Thanks to Group Voting Tickets, the race for the last spot didn’t end. Instead, the Electoral Commission saw that more than 17,000 people had voted for the Democrats, who hadn’t won a seat. And the Democrats had told the Electoral Commission that if their votes didn’t elect a Democrat, those votes should be used to help elect a Greens candidate. The Democrats had also made this known to their members and anyone else who cared to listen.
So the Electoral Commission transferred these 17,000 votes from the Democrats to the Greens. Bob Brown overtook Labor, won the last Senate seat, and the era of the Greens on the national political scene was born.
Now take the Senate election in 2013. The Liberals/Nationals and Labor had both won two seats of the six that were up for grabs in New South Wales. I then won the fifth, leaving the Greens ahead of the Liberals’ Arthur Sinodinos by more than 100,000 votes in the race for sixth. If the Greens had their way and optional preferential voting were used, that’s where the race would have ended. The Greens would have won the last seat.
But the Electoral Commission saw that more than 250,000 people had voted for anti-Green parties like Shooters and Fishers, Motoring Enthusiasts, Christian Democrats, Fishing and Lifestyle Party, No Carbon Tax Climate Sceptics, and One Nation. None of these parties had won a seat, but each had told the Electoral Commission (plus their members and anyone else who cared to listen) that if their votes did not elect their own candidate, those votes should go to the Liberals before the Greens.
So the Electoral Commission transferred these 250,000 votes to the Liberals, and Arthur Sinodinos won the last Senate seat in New South Wales.
Now, in 2016, the Greens have become a major party. They can win more seats if they disenfranchise minor party supporters. They can also force Labor to negotiate with them in ways that should chill the blood of any Labor believer, particularly one who cares about Labor’s working-class traditions and commitment to improving the living standards of ordinary people. The Greens are a middle-class party. This is why they don’t care when ordinary people’s power bills go up because of their latest hare-brained environmental scheme, leaving Labor to do heavy lifting on behalf of the poor.
As one Labor MP commented privately, there’s more than a whiff of snobbery in the deal too, as though a sawmill worker, country vet, blacksmith, soldier, and builder will dirty up the Senate and should be discouraged.
On the Coalition side, the Nationals have been sucked in by delusions of future Senate workability.
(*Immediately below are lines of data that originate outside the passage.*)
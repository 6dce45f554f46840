//! Scrollable string list with single selection.

use tessera_skin::SkinFile;
use tessera_types::error::Result;
use tessera_types::font::MonoFont;
use tessera_types::input::{InputState, MouseButton};
use tessera_types::resource::{ResourceGroup, ResourceLoader};
use tessera_types::{Color, ViewRect};

use crate::observer::{ObserverId, Observers};
use crate::widget::{clicked_inside, DrawContext, UpdateContext, Widget, WidgetCore};

/// A vertical list of rows; wheel scrolls, click selects.
pub struct ListBox {
    core: WidgetCore,
    items: Vec<String>,
    selected: Option<usize>,
    /// Scroll offset in pixels, non-negative.
    scroll_y: i32,
    row_height: u32,
    font: Option<MonoFont>,
    face: Color,
    text_color: Color,
    selection: Color,
    select: Observers<usize>,
}

impl ListBox {
    pub const DEFAULT_CATEGORY: &'static str = "ListBox";

    const PAD: i32 = 2;

    pub fn new() -> Self {
        Self {
            core: WidgetCore::new(),
            items: Vec::new(),
            selected: None,
            scroll_y: 0,
            row_height: 1,
            font: None,
            face: Color::BLACK,
            text_color: Color::WHITE,
            selection: Color::WHITE,
            select: Observers::new(),
        }
    }

    pub fn init(
        &mut self,
        skin: &SkinFile,
        category: Option<&str>,
        loader: &mut dyn ResourceLoader,
        group: ResourceGroup,
    ) -> Result<()> {
        let category = category.unwrap_or(Self::DEFAULT_CATEGORY);
        self.face = skin.color(category, "Face")?;
        self.text_color = skin.color(category, "Text")?;
        self.selection = skin.color(category, "Selection")?;
        let font = skin.font(loader, group, category, "Font")?;
        self.row_height = font.line_height() + 2;
        self.core.min_height = self.row_height;
        self.core.set_size(140, self.row_height * 6);
        self.font = Some(font);
        self.core.initialized = true;
        Ok(())
    }

    pub fn items(&self) -> &[String] {
        &self.items
    }

    pub fn set_items(&mut self, items: Vec<String>) {
        self.items = items;
        self.selected = None;
        self.scroll_y = 0;
    }

    pub fn push_item(&mut self, item: impl Into<String>) {
        self.items.push(item.into());
    }

    pub fn selected(&self) -> Option<usize> {
        self.selected
    }

    pub fn selected_item(&self) -> Option<&str> {
        self.selected.map(|i| self.items[i].as_str())
    }

    /// Select a row programmatically; observers do not fire.
    pub fn set_selected(&mut self, index: Option<usize>) {
        self.selected = index.filter(|i| *i < self.items.len());
    }

    /// Register a callback fired with the row index on click selection.
    pub fn on_select(&mut self, callback: impl FnMut(&usize) + 'static) -> ObserverId {
        self.select.subscribe(callback)
    }

    pub fn remove_select_observer(&mut self, id: ObserverId) -> bool {
        self.select.unsubscribe(id)
    }

    pub fn content_height(&self) -> u32 {
        self.items.len() as u32 * self.row_height
    }

    fn max_scroll(&self) -> i32 {
        (self.content_height() as i32 - self.core.height() as i32).max(0)
    }

    /// Scroll the given row into the viewport.
    pub fn scroll_to(&mut self, index: usize) {
        let row_top = index as i32 * self.row_height as i32;
        let row_bottom = row_top + self.row_height as i32;
        let height = self.core.height() as i32;
        if row_top < self.scroll_y {
            self.scroll_y = row_top;
        } else if row_bottom > self.scroll_y + height {
            self.scroll_y = row_bottom - height;
        }
        self.scroll_y = self.scroll_y.clamp(0, self.max_scroll());
    }

    fn row_at(&self, screen_y: i32) -> Option<usize> {
        let local = screen_y - self.core.real_y() + self.scroll_y;
        if local < 0 {
            return None;
        }
        let index = (local / self.row_height as i32) as usize;
        (index < self.items.len()).then_some(index)
    }
}

impl Default for ListBox {
    fn default() -> Self {
        Self::new()
    }
}

impl Widget for ListBox {
    fn core(&self) -> &WidgetCore {
        &self.core
    }

    fn core_mut(&mut self) -> &mut WidgetCore {
        &mut self.core
    }

    fn as_any(&self) -> &dyn std::any::Any {
        self
    }

    fn as_any_mut(&mut self) -> &mut dyn std::any::Any {
        self
    }

    fn update(&mut self, ctx: &mut UpdateContext<'_>) {
        let inside = ctx.input.mouse_in(self.core.visible_rect());

        if inside && ctx.input.wheel_delta != 0 {
            self.scroll_y -= ctx.input.wheel_delta * ctx.config.scroll_step as i32;
            self.scroll_y = self.scroll_y.clamp(0, self.max_scroll());
        }

        if inside
            && ctx.input.was_pressed(MouseButton::Left)
            && let Some(row) = self.row_at(ctx.input.mouse_y)
        {
            self.selected = Some(row);
            self.select.emit(&row);
        }
    }

    fn draw(&self, ctx: &mut DrawContext<'_>, view: ViewRect) -> Result<()> {
        let rect = self.core.rect();
        ctx.fill_rect(view, rect, self.face)?;

        let Some(font) = &self.font else {
            return Ok(());
        };
        let inner = view.intersect(rect);
        if inner.is_empty() {
            return Ok(());
        }

        let first = (self.scroll_y / self.row_height as i32).max(0) as usize;
        let visible = (rect.height / self.row_height + 2) as usize;
        let last = (first + visible).min(self.items.len());

        for index in first..last {
            let row_y = rect.y + index as i32 * self.row_height as i32 - self.scroll_y;
            if self.selected == Some(index) {
                ctx.fill_rect(
                    inner,
                    ViewRect::new(rect.x, row_y, rect.width, self.row_height),
                    self.selection,
                )?;
            }
            ctx.draw_text(
                inner,
                font,
                &self.items[index],
                rect.x + Self::PAD,
                row_y + 1,
                self.text_color,
            )?;
        }
        Ok(())
    }

    fn wants_focus(&self, input: &InputState) -> bool {
        clicked_inside(&self.core, input)
    }
}

#[cfg(test)]
mod tests {
    use super::*;
    use crate::runtime::FrameClock;
    use crate::test_utils::{test_skin, MockBackend, StubLoader};
    use tessera_types::config::UiConfig;
    use tessera_types::diag::RecordingDiagnostics;

    fn make_list(rows: usize) -> ListBox {
        let skin = test_skin();
        let mut loader = StubLoader::new();
        let mut list = ListBox::new();
        list.init(&skin, None, &mut loader, 0).unwrap();
        list.set_items((0..rows).map(|i| format!("row{i}")).collect());
        let core = list.core_mut();
        core.boundaries = ViewRect::new(0, 0, 300, 300);
        core.master_boundaries = core.boundaries;
        list
    }

    fn update_with(list: &mut ListBox, input: &InputState) {
        let clock = FrameClock::new();
        let config = UiConfig::default();
        let mut diag = RecordingDiagnostics::new();
        let mut ctx = UpdateContext {
            input,
            clock: &clock,
            config: &config,
            diag: &mut diag,
        };
        list.update(&mut ctx);
    }

    #[test]
    fn row_height_follows_font() {
        let list = make_list(0);
        assert_eq!(list.row_height, 13); // 11px line + 2
        assert_eq!(list.core().height(), 78);
    }

    #[test]
    fn click_selects_row_and_fires() {
        let mut list = make_list(10);
        let seen = std::rc::Rc::new(std::cell::RefCell::new(Vec::new()));
        let s = std::rc::Rc::clone(&seen);
        list.on_select(move |i| s.borrow_mut().push(*i));

        let mut input = InputState::new();
        input.set_mouse_position(10, 30); // row 2 at 13px rows
        input.press(MouseButton::Left);
        update_with(&mut list, &input);
        assert_eq!(list.selected(), Some(2));
        assert_eq!(list.selected_item(), Some("row2"));
        assert_eq!(*seen.borrow(), vec![2]);
    }

    #[test]
    fn click_below_rows_selects_nothing() {
        let mut list = make_list(2);
        let mut input = InputState::new();
        input.set_mouse_position(10, 70);
        input.press(MouseButton::Left);
        update_with(&mut list, &input);
        assert_eq!(list.selected(), None);
    }

    #[test]
    fn wheel_scrolls_and_clamps() {
        let mut list = make_list(20); // content 260, viewport 78
        let mut input = InputState::new();
        input.set_mouse_position(10, 10);
        input.wheel_delta = -2; // scroll down
        update_with(&mut list, &input);
        assert_eq!(list.scroll_y, 24); // 2 * 12px step

        // Scrolling up past the top clamps to zero.
        input.begin_frame();
        input.wheel_delta = 50;
        update_with(&mut list, &input);
        assert_eq!(list.scroll_y, 0);
    }

    #[test]
    fn wheel_outside_does_nothing() {
        let mut list = make_list(20);
        let mut input = InputState::new();
        input.set_mouse_position(500, 500);
        input.wheel_delta = -2;
        update_with(&mut list, &input);
        assert_eq!(list.scroll_y, 0);
    }

    #[test]
    fn scroll_accounts_for_click_row() {
        let mut list = make_list(30);
        list.scroll_y = 26; // two rows scrolled off
        let mut input = InputState::new();
        input.set_mouse_position(10, 0);
        input.press(MouseButton::Left);
        update_with(&mut list, &input);
        assert_eq!(list.selected(), Some(2));
    }

    #[test]
    fn scroll_to_clamps_to_content() {
        let mut list = make_list(20);
        list.scroll_to(19);
        assert_eq!(list.scroll_y, list.max_scroll());
        list.scroll_to(0);
        assert_eq!(list.scroll_y, 0);
    }

    #[test]
    fn set_selected_validates_index() {
        let mut list = make_list(3);
        list.set_selected(Some(2));
        assert_eq!(list.selected(), Some(2));
        list.set_selected(Some(99));
        assert_eq!(list.selected(), None);
    }

    #[test]
    fn draw_highlights_selection() {
        let skin = test_skin();
        let mut list = make_list(5);
        list.set_selected(Some(1));
        let mut backend = MockBackend::new();
        {
            let mut ctx = DrawContext::new(&mut backend);
            list.draw(&mut ctx, ViewRect::new(0, 0, 300, 300)).unwrap();
        }
        assert!(backend.filled_with(skin.color("ListBox", "Selection").unwrap()));
        assert!(backend.blit_sub_count() > 0);
    }

    #[test]
    fn draw_skips_rows_above_scroll() {
        let mut list = make_list(20);
        list.scroll_y = 40; // rows 0-2 fully above
        let mut backend = MockBackend::new();
        {
            let mut ctx = DrawContext::new(&mut backend);
            list.draw(&mut ctx, ViewRect::new(0, 0, 300, 300)).unwrap();
        }
        // Row 0 has 4 glyphs; if it were drawn there would be blits at
        // negative y. All recorded glyph blits sit inside the widget.
        for call in &backend.calls {
            if let crate::test_utils::DrawCall::BlitSub { y, .. } = call {
                assert!(*y >= -(list.row_height as i32));
            }
        }
    }

    #[test]
    fn empty_list_draws_background_only() {
        let list = make_list(0);
        let mut backend = MockBackend::new();
        {
            let mut ctx = DrawContext::new(&mut backend);
            list.draw(&mut ctx, ViewRect::new(0, 0, 300, 300)).unwrap();
        }
        assert_eq!(backend.fill_rect_count(), 1);
        assert_eq!(backend.blit_sub_count(), 0);
    }
}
The Coalition agreement is based on the assumption that the option of going their separate ways is genuine. Indeed, that is the situation in WA. But once the new voting system becomes law, the Nationals will be bound irrevocably to the Liberals, with no prospect of independence. The two parties will rise and fall together.
The reforms planned by the Government are an unprincipled attack on democracy by those who would rather ‘the devil they know’ – the Greens – than anyone elected by the 1 in 4 people who don’t vote for the major parties. And it’s time more than just Bill Shorten spoke up about it.